A decisão foi tomada por Toffoli porque o tipo de ação apresentada é de competência do presidente do Supremo.

 

"Estou convencido da nulidade do resultado da questão de ordem, que operou verdadeira metamorfose casuística à norma do artículo 60 do Regimento Interno do Senado Federal, pois, ainda que tenha ocorrido por maioria, a superação da norma em questão, por acordo, demanda deliberação nominal da unanimidade do Plenário, o que não ocorreu naquela reunião meramente preparatória", escreveu o ministro na decisão.

 

Ele também apontou na decisão "conflito de interesses" se um candidato conduzir o processo de votação. Assim, pela interferencia direta do STF se impôs aos parlamentares a votação secreta.

 

Senadores ignoram Toffoli e declaram voto

 

 

Embora a Mesa Diretiva tenha acatado a decisão de Toffoli e votação tenha sido secreta, mediante cédulas colocadas numa urna, muitos senadores favoráveis ao voto aberto ignoraram a decisão e declararam o voto no microfone ou exibiram a cédula de papel antes de introduzi-la na urna.


Antes de se iniciar o processo de votação, nove candidatos discursaram no plenário. Nessa etapa, três renunciaram às candidaturas e manifestaram apoio a Alcolumbre: Alvaro Dias do partido Podemos (PODE), o major Olímpio do Partido Social Liberal (PSL), sigla do presidente Bolsonaro; e Simone Tebet do MDB, do mesmo partido de Renan, mas que havia se lançado de forma avulsa.

 

Com isso, mantiveram-se na disputa, além de Calheiros e Alcolumbre, os senadores Collor, Reguffe, Coronel e Amin.

 

Votação fraudada

 

 

Concluída a votação, iniciou-se a etapa de apuração dos votos.

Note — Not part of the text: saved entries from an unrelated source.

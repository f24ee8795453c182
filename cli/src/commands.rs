pub mod check;
pub mod list;
pub mod menu;
pub mod range;

use std::path::PathBuf;
use std::time::Duration;

use clap::{Parser, Subcommand, value_parser};
use netcheck_common::config::{
    Config, DEFAULT_ATTEMPTS, DEFAULT_CONCURRENCY, DEFAULT_PAYLOAD_SIZE, DEFAULT_REGISTERS,
    DEFAULT_TIMEOUT_MS, ProbeSettings, SiteDefaults,
};
use netcheck_common::site::Country;

#[derive(Parser)]
#[command(name = "netcheck", version)]
#[command(about = "Proactive availability monitor for retail sites.")]
pub struct CommandLine {
    #[command(subcommand)]
    pub command: Option<Commands>,

    /// Echo the raw output of every probe
    #[arg(short, long, global = true)]
    pub verbose: bool,

    /// Probe a random public address instead of the real endpoints
    #[arg(long, global = true)]
    pub simulate: bool,

    /// Time to wait for each reply, in milliseconds
    #[arg(long, global = true, value_name = "MS", default_value_t = DEFAULT_TIMEOUT_MS)]
    pub timeout: u64,

    /// Echo requests sent per endpoint
    #[arg(long, global = true, default_value_t = DEFAULT_ATTEMPTS, value_parser = value_parser!(u32).range(1..))]
    pub attempts: u32,

    /// Payload size of each echo request, in bytes
    #[arg(long, global = true, value_name = "BYTES", default_value_t = DEFAULT_PAYLOAD_SIZE)]
    pub size: u32,

    /// Maximum probes in flight for one site
    #[arg(long, global = true, default_value_t = DEFAULT_CONCURRENCY)]
    pub concurrency: usize,

    /// Country of sites entered by id only
    #[arg(long, global = true, default_value = "us")]
    pub country: Country,

    /// Register count of sites entered by id only
    #[arg(long, global = true, default_value_t = DEFAULT_REGISTERS)]
    pub registers: u32,

    /// Do not print the banner
    #[arg(long, global = true)]
    pub no_banner: bool,
}

#[derive(Subcommand)]
pub enum Commands {
    /// Interactive menu (default)
    #[command(alias = "m")]
    Menu,
    /// Check one or more sites by id
    #[command(alias = "c")]
    Check {
        #[arg(required = true, value_parser = value_parser!(u32).range(1..))]
        sites: Vec<u32>,
    },
    /// Check every site between two ids, inclusive
    #[command(alias = "r")]
    Range { low: u32, high: u32 },
    /// Check the sites listed in a comma-separated file
    #[command(alias = "l")]
    List { file: PathBuf },
}

impl CommandLine {
    pub fn parse_args() -> Self {
        Self::parse()
    }

    pub fn to_config(&self) -> Config {
        Config {
            verbose: self.verbose,
            simulate: self.simulate,
            no_banner: self.no_banner,
            concurrency: self.concurrency,
            probe: ProbeSettings {
                timeout: Duration::from_millis(self.timeout),
                attempts: self.attempts,
                payload_size: self.size,
            },
            defaults: SiteDefaults {
                country: self.country.clone(),
                registers: self.registers,
            },
        }
    }
}

#[cfg(test)]
mod tests {
    use super::*;

    #[test]
    fn defaults_match_the_reference_probe() {
        let cli = CommandLine::try_parse_from(["netcheck"]).unwrap();
        let cfg = cli.to_config();
        assert!(cli.command.is_none());
        assert_eq!(cfg.probe, ProbeSettings::default());
        assert_eq!(cfg.defaults, SiteDefaults::default());
        assert!(!cfg.simulate);
    }

    #[test]
    fn global_flags_after_subcommand() {
        let cli = CommandLine::try_parse_from([
            "netcheck", "range", "10", "20", "--simulate", "--country", "CA", "--timeout", "250",
        ])
        .unwrap();
        let cfg = cli.to_config();
        assert!(matches!(cli.command, Some(Commands::Range { low: 10, high: 20 })));
        assert!(cfg.simulate);
        assert_eq!(cfg.defaults.country, Country::Ca);
        assert_eq!(cfg.probe.timeout, Duration::from_millis(250));
    }

    #[test]
    fn rejects_unknown_country_and_zero_site() {
        assert!(CommandLine::try_parse_from(["netcheck", "--country", "mx"]).is_err());
        assert!(CommandLine::try_parse_from(["netcheck", "check", "0"]).is_err());
        assert!(CommandLine::try_parse_from(["netcheck", "check"]).is_err());
    }
}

Mas identificou-se que a urna continha 82 votos, ainda que os senadores são 81. Havia 80 envelopes com uma cédula cada um e duas cédulas sem envelopes. Imagens feitas pela TV Globo revelaram que os votos dessas duas cédulas sem envelopes eram para Renan Calheiros. Alguém tentou fraudar a eleição.

 

Decidiu-se, então, anular a primeira votação e se iniciar um segundo processo. Enquanto a votação transcorria pela segunda vez, Renan Calheiros foi ao microfone e anunciou que retirava a candidatura. Isso provocou nova interrupção e outro debate sobre a continuidade ou não daquele segundo processo de votação. A decisão foi por prosseguir.

 

O resultado final evidenciou o triunfo de Alcolumbre e a derrota de um dos políticos que até esse dia era um dos mais poderosos do país.